+++ Extracted entries +++

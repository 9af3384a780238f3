use moka::future::Cache;
use moka::Expiry;
use std::future::Future;
use std::sync::Arc;
use std::time::{Duration, Instant};

use crate::error::GatewayError;
use crate::kv::{KvError, KvStore};

/// Longest TTL an entry may live in L1. L2-originated entries are capped to
/// this even when the logical TTL (e.g. a did:key resolution) is much longer.
const L1_MAX_TTL: Duration = Duration::from_secs(3600);

const L1_CAPACITY: u64 = 10_000;

#[derive(Clone)]
struct CacheEntry {
    value: Arc<Vec<u8>>,
    expires_at: Instant,
}

struct PerEntryExpiry;

impl Expiry<String, CacheEntry> for PerEntryExpiry {
    fn expire_after_create(
        &self,
        _key: &String,
        value: &CacheEntry,
        _created_at: Instant,
    ) -> Option<Duration> {
        Some(value.expires_at.saturating_duration_since(Instant::now()))
    }
}

/// Two-layer byte cache: in-process moka L1 in front of the shared KV (L2).
///
/// Reads fall through L1 → L2; an L2 hit repopulates L1 with a capped TTL.
/// Writes go through to both layers with the same TTL; deletes remove from
/// both. Keyspace is partitioned by prefix (`did:`, `rev:`, `policy:`).
pub struct LayeredCache {
    l1: Cache<String, CacheEntry>,
    l2: Arc<dyn KvStore>,
}

impl LayeredCache {
    pub fn new(l2: Arc<dyn KvStore>) -> Self {
        let l1 = Cache::builder()
            .max_capacity(L1_CAPACITY)
            .expire_after(PerEntryExpiry)
            .build();
        Self { l1, l2 }
    }

    fn l1_entry(value: &[u8], ttl: Duration) -> CacheEntry {
        CacheEntry {
            value: Arc::new(value.to_vec()),
            expires_at: Instant::now() + ttl.min(L1_MAX_TTL),
        }
    }

    pub async fn get(&self, key: &str) -> Result<Option<Vec<u8>>, KvError> {
        if let Some(entry) = self.l1.get(key).await {
            if Instant::now() < entry.expires_at {
                return Ok(Some(entry.value.as_ref().clone()));
            }
        }
        match self.l2.get(key).await? {
            Some(value) => {
                // L2 does not report remaining TTL; re-admit to L1 for the
                // capped duration only.
                self.l1
                    .insert(key.to_string(), Self::l1_entry(&value, L1_MAX_TTL))
                    .await;
                Ok(Some(value))
            }
            None => Ok(None),
        }
    }

    pub async fn set(&self, key: &str, value: &[u8], ttl: Duration) -> Result<(), KvError> {
        self.l1
            .insert(key.to_string(), Self::l1_entry(value, ttl))
            .await;
        self.l2.set_with_ttl(key, value, ttl).await
    }

    pub async fn delete(&self, key: &str) -> Result<(), KvError> {
        self.l1.invalidate(key).await;
        self.l2.del(key).await
    }

    /// Drop the L1 entry only. Admin mutations use this after invalidating
    /// L2 through [`LayeredCache::delete`] on the writing instance; other
    /// replicas converge by L1 TTL.
    pub async fn evict_local(&self, key: &str) {
        self.l1.invalidate(key).await;
    }

    /// Read-through load. The loader runs on every concurrent miss; callers
    /// are read-only resolvers that tolerate redundant loads, so misses are
    /// deliberately not serialized. KV read/write failures degrade to the
    /// loader rather than failing the request.
    pub async fn get_or_load<F, Fut>(
        &self,
        key: &str,
        ttl: Duration,
        loader: F,
    ) -> Result<Vec<u8>, GatewayError>
    where
        F: FnOnce() -> Fut,
        Fut: Future<Output = Result<Vec<u8>, GatewayError>>,
    {
        match self.get(key).await {
            Ok(Some(value)) => return Ok(value),
            Ok(None) => {}
            Err(e) => tracing::warn!(key, error = %e, "cache read failed, falling to loader"),
        }

        let value = loader().await?;
        if let Err(e) = self.set(key, &value, ttl).await {
            tracing::warn!(key, error = %e, "cache write-through failed");
        }
        Ok(value)
    }
}

#[cfg(test)]
mod tests {
    use super::*;
    use crate::kv::MemoryKv;

    fn layered() -> (LayeredCache, Arc<MemoryKv>) {
        let kv = Arc::new(MemoryKv::new());
        (LayeredCache::new(kv.clone()), kv)
    }

    #[tokio::test]
    async fn write_through_populates_both_layers() {
        let (cache, kv) = layered();
        cache.set("did:x", b"key", Duration::from_secs(60)).await.unwrap();
        assert_eq!(kv.get("did:x").await.unwrap(), Some(b"key".to_vec()));
        assert_eq!(cache.get("did:x").await.unwrap(), Some(b"key".to_vec()));
    }

    #[tokio::test]
    async fn l2_hit_survives_l1_eviction() {
        let (cache, _kv) = layered();
        cache.set("did:y", b"key", Duration::from_secs(60)).await.unwrap();
        cache.evict_local("did:y").await;
        assert_eq!(cache.get("did:y").await.unwrap(), Some(b"key".to_vec()));
    }

    #[tokio::test]
    async fn delete_removes_both_layers() {
        let (cache, kv) = layered();
        cache.set("rev:a", b"[]", Duration::from_secs(60)).await.unwrap();
        cache.delete("rev:a").await.unwrap();
        assert_eq!(cache.get("rev:a").await.unwrap(), None);
        assert_eq!(kv.get("rev:a").await.unwrap(), None);
    }

    #[tokio::test]
    async fn get_or_load_runs_loader_once_per_miss() {
        let (cache, _kv) = layered();
        let loaded = cache
            .get_or_load("did:z", Duration::from_secs(60), || async {
                Ok(b"fresh".to_vec())
            })
            .await
            .unwrap();
        assert_eq!(loaded, b"fresh");

        // Second call must come from cache, not the loader.
        let cached = cache
            .get_or_load("did:z", Duration::from_secs(60), || async {
                Err(GatewayError::Internal("loader must not run".into()))
            })
            .await
            .unwrap();
        assert_eq!(cached, b"fresh");
    }

    #[tokio::test]
    async fn loader_error_propagates() {
        let (cache, _kv) = layered();
        let err = cache
            .get_or_load("did:missing", Duration::from_secs(60), || async {
                Err(GatewayError::DidResolutionFailed("no route".into()))
            })
            .await
            .unwrap_err();
        assert!(matches!(err, GatewayError::DidResolutionFailed(_)));
    }
}
use base64::{engine::general_purpose::URL_SAFE_NO_PAD, Engine};
use multibase::Base;

use crate::error::GatewayError;

/// Multicodec prefix for an Ed25519 public key (0xed varint-encoded).
const ED25519_MULTICODEC: [u8; 2] = [0xed, 0x01];

pub const ED25519_KEY_LEN: usize = 32;

/// Encode a raw Ed25519 verification key as a `did:key` identifier:
/// `did:key:z` + base58btc(0xed 0x01 || key).
pub fn encode_did_key(public_key: &[u8; ED25519_KEY_LEN]) -> String {
    let mut bytes = Vec::with_capacity(ED25519_MULTICODEC.len() + ED25519_KEY_LEN);
    bytes.extend_from_slice(&ED25519_MULTICODEC);
    bytes.extend_from_slice(public_key);
    format!("did:key:{}", multibase::encode(Base::Base58Btc, bytes))
}

/// Decode a `did:key` identifier back to the raw 32-byte key.
pub fn decode_did_key(did: &str) -> Result<[u8; ED25519_KEY_LEN], GatewayError> {
    let encoded = did
        .strip_prefix("did:key:")
        .ok_or_else(|| GatewayError::InvalidDidFormat(format!("not a did:key: {did}")))?;

    let (base, bytes) = multibase::decode(encoded)
        .map_err(|e| GatewayError::InvalidDidFormat(format!("bad multibase: {e}")))?;
    if base != Base::Base58Btc {
        return Err(GatewayError::InvalidDidFormat(
            "did:key must be base58btc (z prefix)".into(),
        ));
    }

    multicodec_ed25519(&bytes)
}

/// Strip the Ed25519 multicodec prefix and enforce the 32-byte length.
/// Also accepts a bare 32-byte key, which some DID documents publish in
/// `publicKeyMultibase` without the codec prefix.
pub fn multicodec_ed25519(bytes: &[u8]) -> Result<[u8; ED25519_KEY_LEN], GatewayError> {
    let raw = match bytes {
        [0xed, 0x01, rest @ ..] => rest,
        other => other,
    };
    let key: [u8; ED25519_KEY_LEN] = raw.try_into().map_err(|_| {
        GatewayError::InvalidDidFormat(format!("ed25519 key must be 32 bytes, got {}", raw.len()))
    })?;
    Ok(key)
}

/// Unpadded base64url helpers for persisted public keys.
pub fn encode_key_b64(public_key: &[u8; ED25519_KEY_LEN]) -> String {
    URL_SAFE_NO_PAD.encode(public_key)
}

pub fn decode_key_b64(encoded: &str) -> Result<[u8; ED25519_KEY_LEN], GatewayError> {
    let bytes = URL_SAFE_NO_PAD
        .decode(encoded)
        .map_err(|e| GatewayError::InvalidDidFormat(format!("bad base64url key: {e}")))?;
    bytes.as_slice().try_into().map_err(|_| {
        GatewayError::InvalidDidFormat(format!("ed25519 key must be 32 bytes, got {}", bytes.len()))
    })
}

+++

**Exercise**: Please copy out every line in the listing that has the string "capped".

**Exercise response**:
/// Longest TTL an entry may live in L1. L2-originated entries are capped to
/// Reads fall through L1 → L2; an L2 hit repopulates L1 with a capped TTL.
                // capped duration only.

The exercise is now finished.